**WHAT TO PRODUCE**:
Look through the records and report how many lines include the word "String", with no other words.

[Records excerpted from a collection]
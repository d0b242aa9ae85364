//! Error types
//!
//! Every fallible operation of the crate returns [`Result<T>`]. Errors are raised
//! at the point of detection and are terminal for the current evaluation: the
//! model never substitutes defaults or retries.

use thiserror::Error;

/// Errors raised by the column model and the solvers
#[derive(Error, Debug, Clone, PartialEq)]
pub enum ChromError {
    /// Invalid or missing configuration field (N = 0, dz <= 0, empty species list, ...)
    #[error("configuration error: {0}")]
    Configuration(String),

    /// A vector or array does not match the expected grid/species dimension
    #[error("shape error in {context}: expected {expected}, got {actual}")]
    Shape {
        context: &'static str,
        expected: usize,
        actual: usize,
    },

    /// The time integrator could not advance (step budget, step size underflow)
    #[error("integration failed at t = {time}: {message}")]
    Integration { time: f64, message: String },

    /// A NaN or infinite value appeared in an accepted state
    #[error("non-finite value at state index {index} after step {step}")]
    NonFinite { step: usize, index: usize },
}

impl ChromError {
    /// Shorthand for [`ChromError::Configuration`]
    pub fn config(message: impl Into<String>) -> Self {
        Self::Configuration(message.into())
    }

    /// Shorthand for [`ChromError::Shape`]
    pub fn shape(context: &'static str, expected: usize, actual: usize) -> Self {
        Self::Shape { context, expected, actual }
    }
}

/// Crate-wide result alias
pub type Result<T> = std::result::Result<T, ChromError>;
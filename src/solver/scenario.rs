//! Simulation scenario definition
//!
//! A scenario combines a physical model with the state it starts from and,
//! optionally, the structural Jacobian pattern implicit solvers may exploit.
use nalgebra::DVector;

use crate::discretization::JacobianSparsity;
use crate::error::{ChromError, Result};
use crate::physics::traits::PhysicalModel;

/// Simulation scenario
///
/// Defines a specific case to simulate:
/// - Physical model (equations)
/// - Initial state
/// - Sparsity hint (taken from the model)
///
/// # Design
///
/// The same scenario can be solved with different numerical methods.
/// This is the "WHAT to solve" (not "HOW to solve").
///
/// # Examples
///
/// ```rust
/// use chromosim::models::{ColumnConfig, ColumnModel};
/// use chromosim::solver::Scenario;
///
/// let model = ColumnModel::new(ColumnConfig::ev_aex_single()).unwrap();
/// let scenario = Scenario::new(Box::new(model));
/// assert!(scenario.sparsity().is_some());
/// assert_eq!(scenario.initial_state().len(), 160);
/// ```
pub struct Scenario {
    /// Physical model (equations)
    model: Box<dyn PhysicalModel>,

    /// State at the start of the integration window
    initial_state: DVector<f64>,

    /// Structural Jacobian pattern, if any
    sparsity: Option<JacobianSparsity>,
}

impl Scenario {
    /// Create a scenario starting from the model's own initial state
    pub fn new(model: Box<dyn PhysicalModel>) -> Self {
        let initial_state = model.setup_initial_state();
        let sparsity = model.jacobian_sparsity();
        Self {
            model,
            initial_state,
            sparsity,
        }
    }

    /// Replaces the initial state
    ///
    /// # Errors
    ///
    /// Shape error when `state` does not match the model's state length.
    pub fn with_initial_state(mut self, state: DVector<f64>) -> Result<Self> {
        if state.len() != self.model.state_len() {
            return Err(ChromError::shape("initial state", self.model.state_len(), state.len()));
        }
        self.initial_state = state;
        Ok(self)
    }

    /// Drops the sparsity hint (implicit solvers fall back to dense Jacobians)
    pub fn without_sparsity(mut self) -> Self {
        self.sparsity = None;
        self
    }

    /// Physical model
    pub fn model(&self) -> &dyn PhysicalModel {
        self.model.as_ref()
    }

    /// State at the start of the integration window
    pub fn initial_state(&self) -> &DVector<f64> {
        &self.initial_state
    }

    /// Structural Jacobian pattern, if any
    pub fn sparsity(&self) -> Option<&JacobianSparsity> {
        self.sparsity.as_ref()
    }

    /// Get model name
    pub fn get_model_name(&self) -> &str {
        self.model.name()
    }

    /// Checks that the initial state and the sparsity hint fit the model
    pub fn validate(&self) -> Result<()> {
        let expected = self.model.state_len();
        if self.initial_state.len() != expected {
            return Err(ChromError::shape("initial state", expected, self.initial_state.len()));
        }
        if let Some(sparsity) = &self.sparsity
            && sparsity.dim() != expected
        {
            return Err(ChromError::shape("jacobian sparsity", expected, sparsity.dim()));
        }
        if let Some(index) = self.initial_state.iter().position(|v| !v.is_finite()) {
            return Err(ChromError::NonFinite { step: 0, index });
        }
        Ok(())
    }
}

impl std::fmt::Debug for Scenario {
    fn fmt(&self, f: &mut std::fmt::Formatter<'_>) -> std::fmt::Result {
        f.debug_struct("Scenario")
            .field("name", &self.get_model_name())
            .field("state length", &self.initial_state.len())
            .field("sparsity nnz", &self.sparsity.as_ref().map(JacobianSparsity::nnz))
            .finish()
    }
}

// ================================================================================================
// Tests
// ================================================================================================
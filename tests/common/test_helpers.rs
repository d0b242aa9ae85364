//! Helper functions for integration tests

use chromosim::models::{ColumnConfig, ColumnModel, DesorptionRate, LoadTiming, SpeciesParams};

/// Compute relative error: |actual - expected| / |expected|
#[allow(dead_code)]
pub fn relative_error(actual: f64, expected: f64) -> f64 {
    if expected.abs() < 1e-10 {
        (actual - expected).abs()
    } else {
        (actual - expected).abs() / expected.abs()
    }
}

/// Single species, unit scales, no dispersion, feed of 1 that never stops
///
/// Residence time L/u = 50 s; binding is independent of the salt gradient
/// (γ = 0) and saturates at a third of the capacity.
#[allow(dead_code)]
pub fn advection_column(n_cells: usize) -> ColumnConfig {
    let mut config = ColumnConfig::ev_aex_single();
    config.n_cells = n_cells;
    config.length = 0.05;
    config.velocity = 1e-3;
    config.dispersion = 0.0;
    config.species = vec![SpeciesParams::new("A", -25.0, 1.0)];
    config.feed_total = 1.0;
    config.capacity = 1.0;
    config.mobile_scale = 1.0;
    config.bound_scale = 1.0;
    config.k0 = 0.5;
    config.gamma = 0.0;
    config.desorption = DesorptionRate::Uniform(0.1);
    config.load = LoadTiming::Duration(1e6);
    config
}

/// Upper bound on the particles that can have entered the column by the end
/// of the load window: A·ε·(u + Dax/Δz)·ΣC_in·t_load
#[allow(dead_code)]
pub fn inflow_bound(model: &ColumnModel) -> f64 {
    let config = model.config();
    let feed: f64 = model.feed().evaluate(0.0).sum();
    config.cross_section()
        * config.porosity
        * (config.velocity + config.dispersion / model.dz())
        * feed
        * model.load_duration()
}
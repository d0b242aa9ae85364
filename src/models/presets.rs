//! Reference anion-exchange runs
//!
//! Two ready-made [`ColumnConfig`]s for extracellular vesicles on an
//! anion-exchange column: a three-population run and a single-population run.
//! Both load 5 mL at 1 mL/min (a 300 s load window) and then elute with a
//! 20 minute linear salt ramp.

use crate::models::config::{ColumnConfig, IntegrationSettings, SpeciesParams};
use crate::models::kinetics::{DesorptionRate, IonicResponse};
use crate::models::profiles::{LoadTiming, PercentB, SaltGradient};

/// Ionic strength at which binding is fully screened \[M\]
const I_MAX: f64 = 1.2;

impl ColumnConfig {
    /// Three EV populations with increasing surface charge
    ///
    /// | Species   | ζ \[mV\] | Feed fraction |
    /// |-----------|----------|---------------|
    /// | `EV-low`  | -12      | 0.10          |
    /// | `EV-mid`  | -25      | 0.15          |
    /// | `EV-high` | -45      | 0.75          |
    ///
    /// ```
    /// use chromosim::models::ColumnConfig;
    ///
    /// let config = ColumnConfig::ev_aex_multi();
    /// assert_eq!(config.n_species(), 3);
    /// assert!(config.validate().is_ok());
    /// ```
    pub fn ev_aex_multi() -> Self {
        let feed_total = 7.5e9;
        let capacity = 4e13;

        Self {
            n_cells: 80,
            length: 0.025,
            diameter: 0.007,
            porosity: 0.40,
            velocity: 1.0e-4,
            dispersion: 8e-11,
            species: vec![
                SpeciesParams::new("EV-low", -12.0, 0.10),
                SpeciesParams::new("EV-mid", -25.0, 0.15),
                SpeciesParams::new("EV-high", -45.0, 0.75),
            ],
            feed_total,
            capacity,
            mobile_scale: feed_total,
            bound_scale: capacity,
            k0: 1e-22,
            gamma: 0.53,
            desorption: DesorptionRate::Uniform(2e-3),
            ionic_response: IonicResponse::LinearDecay { i_max: I_MAX },
            gradient: SaltGradient {
                start: 460.0,
                end: 460.0 + 1200.0,
                load: 0.05,
                elute: 1.0,
            },
            load: LoadTiming::Volume {
                load_ml: 5.0,
                flow_ml_min: 1.0,
            },
            feed_override: None,
            percent_b: PercentB::default(),
            integration: IntegrationSettings {
                t_start: 0.0,
                t_end: 3000.0,
                rtol: 1e-6,
                atol: 1e-6,
                max_step: 8.0,
            },
        }
    }

    /// One EV population (ζ = -25 mV) on a higher capacity column
    pub fn ev_aex_single() -> Self {
        let feed_total = 5e9;
        let capacity = 4e14;

        Self {
            n_cells: 80,
            length: 0.025,
            diameter: 0.007,
            porosity: 0.40,
            velocity: 1.0e-4,
            dispersion: 9e-11,
            species: vec![SpeciesParams::new("EV", -25.0, 1.0)],
            feed_total,
            capacity,
            mobile_scale: feed_total,
            bound_scale: capacity,
            k0: 1e-22,
            gamma: 0.75,
            desorption: DesorptionRate::Uniform(1e-2),
            ionic_response: IonicResponse::LinearDecay { i_max: I_MAX },
            gradient: SaltGradient {
                start: 12.0 * 60.0,
                end: 32.0 * 60.0,
                load: 0.01,
                elute: 1.0,
            },
            load: LoadTiming::Volume {
                load_ml: 5.0,
                flow_ml_min: 1.0,
            },
            feed_override: None,
            percent_b: PercentB::default(),
            integration: IntegrationSettings {
                t_start: 0.0,
                t_end: 45.0 * 60.0,
                ..IntegrationSettings::default()
            },
        }
    }
}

**ANSWER SECTION**:
3